Kristen Bell Told Dax Shepard to 'Go Ahead and Nurse' When She Had a Clogged Duct While Breastfeeding

'I've never been more in love,' the actress says of her husband helping her.

Kristen Bell isn't afraid to get realer than real when it comes to her marriage and parenthood. The 41-year-old mom of two got extremely candid during her Momsplaining segment for The Ellen DeGeneres Show

While talking with actress Katie Lowes about breastfeeding and suffering from mastitis -- a painful infection of the breast tissue that occurs when there is a blocked milk duct -- Lowes recalled a discussion she had with Bell about her husband, Dax Shepard, assisting with a clogged duct. Bell and Shepard share daughters Lincoln, 8, and Delta, 6.

"I said to my husband, 'I just need you to suck this out,'" Bell said of Shepard in some throwback footage from 2018. "We could talk about it. We could be weird about it or you could just go ahead and nurse." 

Shepard stepped up to the plate and helped his wife out. 

"He pulled it out. He had a cup next to him," she shared. "He was pulling out and spitting into this cup, and I've never been more in love."

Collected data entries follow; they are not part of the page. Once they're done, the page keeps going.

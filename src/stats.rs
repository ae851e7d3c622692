/// Counters for one loader identity over the lifetime of its context.
///
/// Only collected with the `stats` feature. They are reported through `tracing` when the
/// owning context drops the loader's buffer.
#[derive(Debug, Clone, Default, PartialEq)]
pub struct DispatchStats {
    /// Number of single-key requests made through the loader.
    pub load_requests: u32,
    /// Requests answered from the result cache.
    pub cache_hits: u32,
    /// Requests that attached to a key already queued or in flight.
    pub joined_pending: u32,
    /// Number of batch function invocations.
    pub batches: u32,
    /// Total keys handed to the batch function.
    pub keys_fetched: u32,
    /// Keys that resolved to a value.
    pub values_found: u32,
    /// Batches whose fetch failed or came back misaligned.
    pub failed_batches: u32,
    /// The average number of keys per batch.
    pub average_batch_size: f32,
    /// The max number of keys fetched in a single batch.
    pub max_batch_size: u32,
    /// The min number of keys fetched in a single batch.
    pub min_batch_size: u32,
}

impl DispatchStats {
    pub(crate) fn record_request(&mut self) {
        self.load_requests += 1;
    }

    pub(crate) fn record_cache_hit(&mut self) {
        self.cache_hits += 1;
    }

    pub(crate) fn record_joined(&mut self) {
        self.joined_pending += 1;
    }

    pub(crate) fn record_batch(&mut self, batch_size: u32) {
        let new_total = self.batches + 1;
        self.average_batch_size = (((self.average_batch_size as f64 * self.batches as f64) + batch_size as f64)
            / new_total as f64) as f32;
        if self.batches == 0 || batch_size < self.min_batch_size {
            self.min_batch_size = batch_size;
        }
        if batch_size > self.max_batch_size {
            self.max_batch_size = batch_size;
        }
        self.batches = new_total;
        self.keys_fetched += batch_size;
    }

    pub(crate) fn record_batch_completed(&mut self, values_found: u32, failed: bool) {
        self.values_found += values_found;
        if failed {
            self.failed_batches += 1;
        }
    }
}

Lowes said of her own husband, actor Adam Shapiro, "Adam has never had to nurse out a clog but he has said numerous times, 'I would do it.'"

She and Lowes also talked about struggles with postpartum depression. Lowes has 3-year-old son, Albee, and welcomed her daughter, Vera Fay, in November 2020.  

"I should have been on high alert that if you've had it before, it can be worse with the second," Lowes shared. "Postpartum depression with my daughter, I got brought to my knees. Horrible, very, very scary, textbook -- suicidal thoughts, terrible thoughts about my children." 

Though she was diagnosed with postpartum depression and prescribed medicine, Lowes rejected the idea at first.

"Even still I was like, 'No, no, I'm fine,' as panic attacks were rolling in more like every time my daughter's crying and I have to go breastfeed her. I don't want to go," Lowes admitted. "Then I woke up and I started to have some really negative thoughts about my son, my toddler because he's a toddler and he's difficult. 'I don't want to do this. I don't want to be here anymore.'" 

The thoughts caused Lowes to finally get medication. 

"Started my medication journey so I have to say, thank god for science, friends, support systems, my doctors, everything, because everything everyone said was true, which was once you get on it and stabilize, you will feel like myself," she shared.